La noche anterior a nuestro primer día de escuela había llovido. Cuando Brian y yo nos bajamos del autobús de la escuela primaria de Welch, nuestros zapatos se empaparon con el agua que llenaba los surcos embarrados de las ruedas de los autobuses escolares. Miré a mi alrededor para ver qué juegos había en el patio del recreo, con la idea de hacer nuevos amigos gracias a la habilidad para el juego de la pelota amarrada al poste que había adquirido en Emerson, pero no vi ni un solo columpio, tobogán o estructura de barras para trepar, por no hablar de juegos de pelotas atadas a postes.

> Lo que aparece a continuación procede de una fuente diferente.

//! Employee management handlers (owner-only).

use axum::Json;
use axum::extract::State;
use validator::Validate;

use tablehub_core::error::AppError;

use crate::dto::request::CreateEmployeeRequest;
use crate::dto::response::EmployeeResponse;
use crate::error::ApiError;
use crate::extractors::{ApiJson, AuthPrincipal};
use crate::state::AppState;

/// POST /employees
pub async fn create_employee(
    State(state): State<AppState>,
    auth: AuthPrincipal,
    ApiJson(req): ApiJson<CreateEmployeeRequest>,
) -> Result<Json<EmployeeResponse>, ApiError> {
    let owner = auth.require_owner()?;
    req.validate()
        .map_err(|e| AppError::validation(e.to_string()))?;

    let employee = state
        .account_service
        .create_employee(owner.restaurant_id, &req.name, &req.pin)
        .await?;

    Ok(Json(employee.into()))
}

/// GET /employees
pub async fn list_employees(
    State(state): State<AppState>,
    auth: AuthPrincipal,
) -> Result<Json<Vec<EmployeeResponse>>, ApiError> {
    let owner = auth.require_owner()?;

    let employees = state
        .account_service
        .list_employees(owner.restaurant_id)
        .await?;

    Ok(Json(employees.into_iter().map(Into::into).collect()))
}
//! Invite code entity.

pub mod model;

pub use model::InviteCode;
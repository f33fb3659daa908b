//! Dining table entity model.

use chrono::{DateTime, Utc};
use serde::{Deserialize, Serialize};
use sqlx::FromRow;
use uuid::Uuid;

/// A physical table in a restaurant.
#[derive(Debug, Clone, Serialize, Deserialize, FromRow)]
pub struct DiningTable {
    /// Unique table identifier.
    pub id: Uuid,
    /// The restaurant this table belongs to.
    pub restaurant_id: Uuid,
    /// Display name, e.g. "Table 4" or "Patio 2".
    pub name: String,
    /// QR payload for the table. Currently a placeholder string.
    pub qr_code: String,
    /// When the table was created.
    pub created_at: DateTime<Utc>,
}
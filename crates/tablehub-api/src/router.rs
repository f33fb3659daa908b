//! Route definitions for the TableHub HTTP API.
//!
//! Routes are organized by domain. The router receives `AppState` and
//! passes it to all handlers via Axum's `State` extractor.

use axum::{
    Router,
    routing::{delete, get, post},
};
use tower_http::cors::CorsLayer;
use tower_http::trace::TraceLayer;

use crate::handlers;
use crate::state::AppState;

/// Build the complete Axum router with all routes and middleware.
pub fn build_router(state: AppState) -> Router {
    let cors = build_cors_layer(&state);

    Router::new()
        .merge(auth_routes())
        .merge(table_routes())
        .merge(employee_routes())
        .merge(health_routes())
        .layer(TraceLayer::new_for_http())
        .layer(cors)
        .with_state(state)
}

/// Auth endpoints: signup, login, employee login, logout, me
fn auth_routes() -> Router<AppState> {
    Router::new()
        .route("/auth/signup", post(handlers::auth::signup))
        .route("/auth/login", post(handlers::auth::login))
        .route("/auth/employee-login", post(handlers::auth::employee_login))
        .route("/auth/logout", post(handlers::auth::logout))
        .route("/auth/me", get(handlers::auth::me))
}

/// Dining table CRUD
fn table_routes() -> Router<AppState> {
    Router::new()
        .route("/tables", get(handlers::table::list_tables))
        .route("/tables", post(handlers::table::create_table))
        .route("/tables/{id}", delete(handlers::table::delete_table))
}

/// Employee management
fn employee_routes() -> Router<AppState> {
    Router::new()
        .route("/employees", get(handlers::employee::list_employees))
        .route("/employees", post(handlers::employee::create_employee))
}

/// Health check endpoint (no auth required)
fn health_routes() -> Router<AppState> {
    Router::new().route("/health", get(handlers::health::health_check))
}

/// Build CORS layer from configuration.
///
/// Credentials are always allowed because the session cookie is the auth
/// transport, which rules out wildcard origins.
fn build_cors_layer(state: &AppState) -> CorsLayer {
    use axum::http::{HeaderValue, Method};

    let cors_config = &state.config.server.cors;

    let origins: Vec<HeaderValue> = cors_config
        .allowed_origins
        .iter()
        .filter_map(|o| o.parse().ok())
        .collect();

    let methods: Vec<Method> = cors_config
        .allowed_methods
        .iter()
        .filter_map(|m| m.parse().ok())
        .collect();

    CorsLayer::new()
        .allow_origin(origins)
        .allow_methods(methods)
        .allow_headers([axum::http::header::CONTENT_TYPE])
        .allow_credentials(true)
        .max_age(std::time::Duration::from_secs(cors_config.max_age_seconds))
}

No dejó de hacer frío desde que llegamos. El día anterior, mamá sacó los abrigos de la tienda de segunda mano que nos compró en Phoenix. Cuando señalé que al mío le faltaban los botones, dijo que ese defecto menor no era nada si se tenía en cuenta que el abrigo era importado de Francia y estaba hecho de lana de oveja cien por cien. Mientras esperábamos a que sonara el timbre de entrada, me quedé de pie con Brian en el borde del patio del recreo, con los brazos cruzados para mantener cerrado mi abrigo. Los otros niños nos clavaban las miradas, murmurando entre ellos, pero también mantenían distancia, como si todavía no tuvieran claro si éramos cazadores o presas. Creía que en Virginia Occidental eran todos palurdos blancos, así que me sorprendió ver allí a muchos niños negros. Una niña negra alta, de mandíbula prominente y ojos almendrados, me sonrió. Sacudí la cabeza y le devolví la sonrisa, pero luego me di cuenta de que en su sonrisa había cierta malicia. Cerré más fuerte los brazos sobre mi pecho.